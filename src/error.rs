use thiserror::Error;

/// Error taxonomy for the application.
///
/// Parse and unsupported-file errors surface as inline upload failures,
/// API and transport errors are converted into assistant chat messages,
/// and configuration errors abort startup.
#[derive(Debug, Error)]
pub enum Error {
    #[error("Failed to parse spreadsheet file: {0}")]
    Parse(String),

    #[error("Unsupported file type: {0}. Please upload a valid Excel or CSV file.")]
    UnsupportedFile(String),

    #[error("API Error: {status} - {message}")]
    Api { status: u16, message: String },

    #[error("Request failed: {0}")]
    Http(#[from] reqwest::Error),

    #[error(transparent)]
    Io(#[from] std::io::Error),

    #[error("Missing configuration: {0}")]
    Config(String),
}

pub type Result<T> = std::result::Result<T, Error>;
--------------------------------
** WHAT TO PRODUCE **
Return exactly what appears in the records from the line with "Parse and unsupported-file" through the final line, and nothing else.

** EXPECTED OUTPUT **
/// Parse and unsupported-file errors surface as inline upload failures,
/// API and transport errors are converted into assistant chat messages,
/// and configuration errors abort startup.
#[derive(Debug, Error)]
pub enum Error {
    #[error("Failed to parse spreadsheet file: {0}")]
    Parse(String),

    #[error("Unsupported file type: {0}. Please upload a valid Excel or CSV file.")]
    UnsupportedFile(String),

    #[error("API Error: {status} - {message}")]
    Api { status: u16, message: String },

    #[error("Request failed: {0}")]
    Http(#[from] reqwest::Error),

    #[error(transparent)]
    Io(#[from] std::io::Error),

    #[error("Missing configuration: {0}")]
    Config(String),
}

pub type Result<T> = std::result::Result<T, Error>;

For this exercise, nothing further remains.